There is some sexual dimorphism in the internal organs of some rattlesnakes, such as the lungs of the Western Rattlesnake group...the Prairie Rattlesnakes, and Northern and Southern Pacific Rattlesnakes (_Crotalus viridis sp._).


----------



## Catfish369 (Sep 8, 2010)

I just figure the one's with the lipstick are female and the one's without.... Well, times being as they are I guess that doesn't work anymore.


----------



## runswithbeer (Sep 9, 2010)

mmcneil said:


> Is there anyway to tell the sex of a rattle snake by its skin.  A friend killed 2 yesterday in the shurbs around his house and they were both 4ft and had a very different pattern and shape.  There color was similar, but one had a broken pattern and the other not.
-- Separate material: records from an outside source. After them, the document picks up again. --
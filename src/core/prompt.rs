// the one prompt we send, with the json shape we expect back spelled out

pub fn diagnosis_prompt(symptoms: &str, medical_history: Option<&str>) -> String {
    let history = medical_history
        .map(str::trim)
        .filter(|h| !h.is_empty())
        .unwrap_or("None provided");

    format!(
        r#"You are a medical AI assistant. Analyze the following symptoms and medical history to provide health insights.

Symptoms: "{symptoms}"
Medical History: "{history}"

Provide your analysis in the following JSON format ONLY (no other text):

{{
  "diagnoses": [
    {{
      "name": "Condition Name",
      "confidence": 0.XX
    }}
  ],
  "shouldSeekProfessionalCare": true/false,
  "advice": "General advice about the conditions",
  "medicineRecommendations": {{
    "recommendations": [
      {{
        "medicineName": "Medicine Name",
        "dosageSuggestion": "Dosage details",
        "precautions": "Precautions for the medicine"
      }}
    ],
    "disclaimer": "This is for informational purposes only. Always consult a healthcare provider before taking any medication."
  }}
}}

IMPORTANT: Respond ONLY with the JSON object above. Do not include any other text, explanations, or confirmations."#
    )
}
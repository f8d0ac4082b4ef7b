// healthwise - health insights from your symptoms

use healthwise::cli;

#[tokio::main]
async fn main() {
    if let Err(e) = cli::run().await {
        eprintln!("error: {e}");
        std::process::exit(1);
    }
}
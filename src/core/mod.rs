// core logic - query gate, ai call, and response cleanup

mod ai;
mod classifier;
mod diagnosis;
mod pipeline;
mod prompt;
mod sanitizer;

pub use ai::{Ai, Generate, Provider};
pub use classifier::{Classifier, MEDICAL_TERMS, OFF_TOPIC_PATTERNS, Verdict};
pub use diagnosis::{
    Diagnosis, DiagnosisResult, MedicineRecommendation, MedicineRecommendations,
    OVERALL_DISCLAIMER,
};
pub use pipeline::{Diagnoser, MAX_SYMPTOM_CHARS, SymptomReport};
pub use prompt::diagnosis_prompt;
pub use sanitizer::{ParseError, clean, extract};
maybe a timber and diamond back? maybe?  Were they together or in seperate areas?


----------



## Doyle (Sep 9, 2010)

I've always heard that the way to tell the difference is near the tail. A male has a gradual taper from the body to the tail and a female makes a sharp transition from a fat body to a much skinnier tail.


----------



## 3CB (Sep 9, 2010)

You squeeze near the anal opening. If sex organs pop out its a male. Only way to tell that i know of other than autopsy. Ie cut em open and find the sex organs.


----------



## NCHillbilly (Sep 9, 2010)

The timber rattlers around here vary from almost completely black to a bright olive/yaller and everything in between.


----------



## Radwoem (Sep 20, 2010)

Herpetologist argue often about "canebrake" and "timberrattler".  I believe that timberrattlers are further north, and the coloration varies a bit.  Canebrakes, to me, dominate the southeast.  I've really never found many E. diamondbacks around here (Thomson, Ga.) in the piedmont.  Matter of fact, the only one I've seen was dead on the road near Hamburg State Park.  As far as sexing them goes...pretty much "probing" and "popping" are the only reliable methods.  I imagine someone who has worked with them (the particular species of snake) for years may be able to tell based on size and the way the tail tapers.  One more thing, I would tell your friend not to let a game warden see him killing any snakes.  They're all protected in Ga.  I personally catch them and relocate them for people who don't want to kill them (and am very honored when they decide on relocation).  I don't, however, recommend someone who is inexperienced try to relocate the venomous species.  But learning to handle snakes using non-"hots" is a good place to start. ;-)


----------



## Jim Ammons (Sep 20, 2010)

Legal to kill venomous snakes in GA.

PROTECTED SPECIES: It is unlawful to take nongame wildlife except
fiddler crabs, coyotes, armadillos, groundhogs, beavers, starlings,
English sparrows, pigeons, and venomous snakes.


----------